▶ REQUIRED ACTION
Search the records for the word "cycles". Copy every line where it appears.

▶ SOURCE DATA
== == ==

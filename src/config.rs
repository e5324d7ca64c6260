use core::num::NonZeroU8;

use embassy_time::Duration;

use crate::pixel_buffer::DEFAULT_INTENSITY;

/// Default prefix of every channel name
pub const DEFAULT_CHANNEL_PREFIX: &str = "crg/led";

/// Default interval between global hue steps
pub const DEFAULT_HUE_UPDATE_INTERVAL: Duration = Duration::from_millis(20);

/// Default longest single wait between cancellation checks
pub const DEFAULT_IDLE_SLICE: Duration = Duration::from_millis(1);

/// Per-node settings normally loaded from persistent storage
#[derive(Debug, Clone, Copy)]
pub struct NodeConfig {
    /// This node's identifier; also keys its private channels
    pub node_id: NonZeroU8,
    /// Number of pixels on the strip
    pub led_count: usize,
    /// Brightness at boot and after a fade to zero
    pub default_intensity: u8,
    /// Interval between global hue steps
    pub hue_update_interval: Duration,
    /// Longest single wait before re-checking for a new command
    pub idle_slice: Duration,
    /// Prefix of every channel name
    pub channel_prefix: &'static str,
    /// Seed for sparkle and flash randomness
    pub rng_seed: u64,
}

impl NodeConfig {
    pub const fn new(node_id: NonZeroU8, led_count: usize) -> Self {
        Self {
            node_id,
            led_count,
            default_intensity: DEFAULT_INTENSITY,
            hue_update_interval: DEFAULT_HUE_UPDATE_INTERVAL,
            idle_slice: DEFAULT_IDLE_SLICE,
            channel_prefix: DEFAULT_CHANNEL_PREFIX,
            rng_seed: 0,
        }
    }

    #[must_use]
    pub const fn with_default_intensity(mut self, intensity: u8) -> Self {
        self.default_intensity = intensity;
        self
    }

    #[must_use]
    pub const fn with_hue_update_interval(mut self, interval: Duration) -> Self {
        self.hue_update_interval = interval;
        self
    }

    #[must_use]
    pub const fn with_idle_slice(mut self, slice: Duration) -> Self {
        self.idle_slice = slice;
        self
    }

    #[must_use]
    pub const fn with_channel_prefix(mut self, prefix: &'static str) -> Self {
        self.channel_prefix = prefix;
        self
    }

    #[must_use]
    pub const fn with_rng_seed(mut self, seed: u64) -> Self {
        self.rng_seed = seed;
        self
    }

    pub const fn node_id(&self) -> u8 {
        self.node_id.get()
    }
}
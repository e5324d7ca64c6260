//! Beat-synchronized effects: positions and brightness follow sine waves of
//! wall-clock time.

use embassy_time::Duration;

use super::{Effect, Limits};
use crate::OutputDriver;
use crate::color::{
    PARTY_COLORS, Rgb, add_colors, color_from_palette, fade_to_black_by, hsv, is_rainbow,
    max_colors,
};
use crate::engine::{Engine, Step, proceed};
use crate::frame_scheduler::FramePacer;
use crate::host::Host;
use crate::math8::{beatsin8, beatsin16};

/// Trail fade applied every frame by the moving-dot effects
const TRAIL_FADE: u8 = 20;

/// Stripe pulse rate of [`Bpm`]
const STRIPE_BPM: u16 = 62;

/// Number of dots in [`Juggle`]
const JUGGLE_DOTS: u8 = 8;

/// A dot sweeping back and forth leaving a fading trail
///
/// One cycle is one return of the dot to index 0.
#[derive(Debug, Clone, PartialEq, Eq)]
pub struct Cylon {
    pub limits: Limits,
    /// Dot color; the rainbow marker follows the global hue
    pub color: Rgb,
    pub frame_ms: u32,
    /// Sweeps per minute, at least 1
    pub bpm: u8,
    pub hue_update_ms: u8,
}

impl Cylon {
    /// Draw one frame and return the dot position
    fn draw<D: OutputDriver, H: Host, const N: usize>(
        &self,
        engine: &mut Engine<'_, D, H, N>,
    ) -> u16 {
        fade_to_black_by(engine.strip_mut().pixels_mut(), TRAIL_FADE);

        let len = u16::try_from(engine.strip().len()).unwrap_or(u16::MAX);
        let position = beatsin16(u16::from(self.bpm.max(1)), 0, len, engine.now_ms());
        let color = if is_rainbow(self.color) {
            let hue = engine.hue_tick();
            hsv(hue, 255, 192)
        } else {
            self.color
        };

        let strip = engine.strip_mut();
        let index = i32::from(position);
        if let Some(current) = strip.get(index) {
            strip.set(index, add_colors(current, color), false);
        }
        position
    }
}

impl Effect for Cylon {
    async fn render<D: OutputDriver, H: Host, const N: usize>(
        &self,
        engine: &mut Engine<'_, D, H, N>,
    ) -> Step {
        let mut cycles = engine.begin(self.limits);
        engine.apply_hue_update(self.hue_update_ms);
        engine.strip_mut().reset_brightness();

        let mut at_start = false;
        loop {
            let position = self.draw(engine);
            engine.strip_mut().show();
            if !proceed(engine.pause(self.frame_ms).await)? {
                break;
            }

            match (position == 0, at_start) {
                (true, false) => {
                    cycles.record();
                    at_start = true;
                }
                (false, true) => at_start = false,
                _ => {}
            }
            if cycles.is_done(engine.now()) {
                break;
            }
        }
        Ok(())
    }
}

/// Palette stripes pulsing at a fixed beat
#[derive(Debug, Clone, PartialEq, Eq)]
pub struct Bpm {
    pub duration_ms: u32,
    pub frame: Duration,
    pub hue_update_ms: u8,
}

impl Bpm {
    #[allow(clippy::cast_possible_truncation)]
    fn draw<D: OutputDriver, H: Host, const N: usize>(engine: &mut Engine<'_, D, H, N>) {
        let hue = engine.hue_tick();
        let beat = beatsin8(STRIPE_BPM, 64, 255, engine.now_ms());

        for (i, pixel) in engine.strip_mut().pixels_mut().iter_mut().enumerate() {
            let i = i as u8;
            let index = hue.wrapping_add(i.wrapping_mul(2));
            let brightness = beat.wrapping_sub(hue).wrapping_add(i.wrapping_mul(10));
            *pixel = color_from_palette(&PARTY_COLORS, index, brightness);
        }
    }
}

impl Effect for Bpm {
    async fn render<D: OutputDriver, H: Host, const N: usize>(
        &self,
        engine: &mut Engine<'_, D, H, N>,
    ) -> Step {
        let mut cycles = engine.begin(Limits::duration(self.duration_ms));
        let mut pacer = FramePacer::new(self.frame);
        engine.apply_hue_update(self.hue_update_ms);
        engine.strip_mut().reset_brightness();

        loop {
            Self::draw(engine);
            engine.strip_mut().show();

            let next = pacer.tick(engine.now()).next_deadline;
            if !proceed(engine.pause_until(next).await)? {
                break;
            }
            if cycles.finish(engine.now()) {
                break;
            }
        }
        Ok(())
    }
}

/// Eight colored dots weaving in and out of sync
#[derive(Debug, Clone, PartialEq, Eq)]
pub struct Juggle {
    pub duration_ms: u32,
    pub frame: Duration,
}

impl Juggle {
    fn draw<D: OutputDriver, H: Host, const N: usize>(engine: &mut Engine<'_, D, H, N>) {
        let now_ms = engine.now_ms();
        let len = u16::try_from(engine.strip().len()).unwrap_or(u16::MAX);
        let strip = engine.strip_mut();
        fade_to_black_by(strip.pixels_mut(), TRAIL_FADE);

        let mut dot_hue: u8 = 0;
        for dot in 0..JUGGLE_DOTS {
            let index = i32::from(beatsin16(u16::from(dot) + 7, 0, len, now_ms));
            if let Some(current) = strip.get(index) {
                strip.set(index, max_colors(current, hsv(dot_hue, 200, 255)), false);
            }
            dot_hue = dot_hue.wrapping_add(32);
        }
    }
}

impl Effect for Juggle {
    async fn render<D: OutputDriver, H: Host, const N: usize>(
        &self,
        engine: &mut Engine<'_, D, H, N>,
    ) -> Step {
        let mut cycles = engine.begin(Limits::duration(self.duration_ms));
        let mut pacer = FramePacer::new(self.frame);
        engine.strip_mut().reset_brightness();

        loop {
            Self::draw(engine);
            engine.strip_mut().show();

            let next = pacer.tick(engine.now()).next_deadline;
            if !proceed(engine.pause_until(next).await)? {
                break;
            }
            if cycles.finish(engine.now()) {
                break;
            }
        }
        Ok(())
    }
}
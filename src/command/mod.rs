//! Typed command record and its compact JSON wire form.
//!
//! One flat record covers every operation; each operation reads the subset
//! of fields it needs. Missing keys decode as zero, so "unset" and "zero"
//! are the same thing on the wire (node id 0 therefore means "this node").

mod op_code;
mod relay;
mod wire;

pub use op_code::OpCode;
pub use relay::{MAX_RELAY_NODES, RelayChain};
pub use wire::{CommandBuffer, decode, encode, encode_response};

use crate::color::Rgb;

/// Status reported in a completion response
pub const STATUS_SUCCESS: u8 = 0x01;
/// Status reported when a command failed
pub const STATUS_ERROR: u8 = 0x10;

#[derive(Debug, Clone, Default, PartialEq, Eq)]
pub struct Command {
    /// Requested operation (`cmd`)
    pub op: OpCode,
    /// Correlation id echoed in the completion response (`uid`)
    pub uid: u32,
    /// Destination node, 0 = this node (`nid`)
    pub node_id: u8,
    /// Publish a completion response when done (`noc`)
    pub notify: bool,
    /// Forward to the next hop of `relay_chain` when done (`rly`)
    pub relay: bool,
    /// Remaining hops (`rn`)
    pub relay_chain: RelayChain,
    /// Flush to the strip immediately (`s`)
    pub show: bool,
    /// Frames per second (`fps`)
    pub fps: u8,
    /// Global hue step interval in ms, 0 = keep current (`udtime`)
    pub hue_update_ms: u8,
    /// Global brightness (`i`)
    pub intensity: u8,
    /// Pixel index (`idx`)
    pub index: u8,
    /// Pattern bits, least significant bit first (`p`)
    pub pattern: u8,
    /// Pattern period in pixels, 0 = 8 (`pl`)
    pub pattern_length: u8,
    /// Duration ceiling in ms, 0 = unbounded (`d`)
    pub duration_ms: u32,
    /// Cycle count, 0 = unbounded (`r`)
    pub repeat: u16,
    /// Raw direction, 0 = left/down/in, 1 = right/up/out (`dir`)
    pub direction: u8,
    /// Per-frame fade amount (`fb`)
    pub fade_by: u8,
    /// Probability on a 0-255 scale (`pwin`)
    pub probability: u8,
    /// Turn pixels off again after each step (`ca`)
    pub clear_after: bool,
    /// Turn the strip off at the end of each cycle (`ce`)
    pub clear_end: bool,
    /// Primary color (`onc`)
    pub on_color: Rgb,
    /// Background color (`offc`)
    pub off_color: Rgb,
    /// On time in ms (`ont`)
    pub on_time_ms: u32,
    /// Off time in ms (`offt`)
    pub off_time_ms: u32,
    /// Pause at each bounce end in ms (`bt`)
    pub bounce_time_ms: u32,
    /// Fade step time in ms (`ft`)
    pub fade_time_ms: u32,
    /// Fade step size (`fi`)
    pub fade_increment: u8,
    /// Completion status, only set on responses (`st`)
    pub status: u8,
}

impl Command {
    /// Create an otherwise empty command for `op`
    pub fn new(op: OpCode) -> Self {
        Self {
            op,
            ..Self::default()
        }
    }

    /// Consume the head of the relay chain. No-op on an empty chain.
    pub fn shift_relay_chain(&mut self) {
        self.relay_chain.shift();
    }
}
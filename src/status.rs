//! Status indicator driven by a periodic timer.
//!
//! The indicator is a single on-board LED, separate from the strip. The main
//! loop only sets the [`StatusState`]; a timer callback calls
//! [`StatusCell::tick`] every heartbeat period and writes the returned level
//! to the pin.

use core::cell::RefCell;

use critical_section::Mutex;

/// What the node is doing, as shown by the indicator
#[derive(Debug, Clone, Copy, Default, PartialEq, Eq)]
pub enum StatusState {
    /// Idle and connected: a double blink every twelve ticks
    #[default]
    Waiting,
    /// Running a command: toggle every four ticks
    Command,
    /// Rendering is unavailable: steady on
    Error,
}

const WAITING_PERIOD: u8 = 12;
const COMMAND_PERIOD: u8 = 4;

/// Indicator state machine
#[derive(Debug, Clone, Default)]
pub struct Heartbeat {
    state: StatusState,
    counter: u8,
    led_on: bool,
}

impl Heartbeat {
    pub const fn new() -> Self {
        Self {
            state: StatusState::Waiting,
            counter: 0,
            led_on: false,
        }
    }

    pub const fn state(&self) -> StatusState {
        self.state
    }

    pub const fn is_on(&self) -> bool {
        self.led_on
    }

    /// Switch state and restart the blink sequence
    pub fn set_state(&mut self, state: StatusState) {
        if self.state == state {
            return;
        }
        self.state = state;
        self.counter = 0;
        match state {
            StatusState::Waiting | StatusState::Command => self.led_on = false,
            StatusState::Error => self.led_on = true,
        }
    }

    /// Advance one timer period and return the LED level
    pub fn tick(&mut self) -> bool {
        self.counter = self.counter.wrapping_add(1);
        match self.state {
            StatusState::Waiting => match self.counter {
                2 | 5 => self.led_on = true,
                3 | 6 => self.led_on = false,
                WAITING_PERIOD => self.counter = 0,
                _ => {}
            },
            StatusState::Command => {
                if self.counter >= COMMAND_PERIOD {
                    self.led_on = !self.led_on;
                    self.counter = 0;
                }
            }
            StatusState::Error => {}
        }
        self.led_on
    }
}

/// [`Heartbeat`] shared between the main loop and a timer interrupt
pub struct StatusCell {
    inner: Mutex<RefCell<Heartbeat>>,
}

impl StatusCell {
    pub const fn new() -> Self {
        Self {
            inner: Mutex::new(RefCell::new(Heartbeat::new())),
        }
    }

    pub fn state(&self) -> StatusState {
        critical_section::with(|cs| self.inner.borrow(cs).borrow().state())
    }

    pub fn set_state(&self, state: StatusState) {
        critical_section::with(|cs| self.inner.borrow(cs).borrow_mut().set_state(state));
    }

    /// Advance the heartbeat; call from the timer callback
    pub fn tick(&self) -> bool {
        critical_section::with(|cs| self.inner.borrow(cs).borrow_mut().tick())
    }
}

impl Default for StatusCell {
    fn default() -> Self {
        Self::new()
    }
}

== == ==

▶ EXERCISE OUTPUT
        let mut cycles = engine.begin(self.limits);
                    cycles.record();
            if cycles.is_done(engine.now()) {
        let mut cycles = engine.begin(Limits::duration(self.duration_ms));
            if cycles.finish(engine.now()) {
        let mut cycles = engine.begin(Limits::duration(self.duration_ms));
            if cycles.finish(engine.now()) {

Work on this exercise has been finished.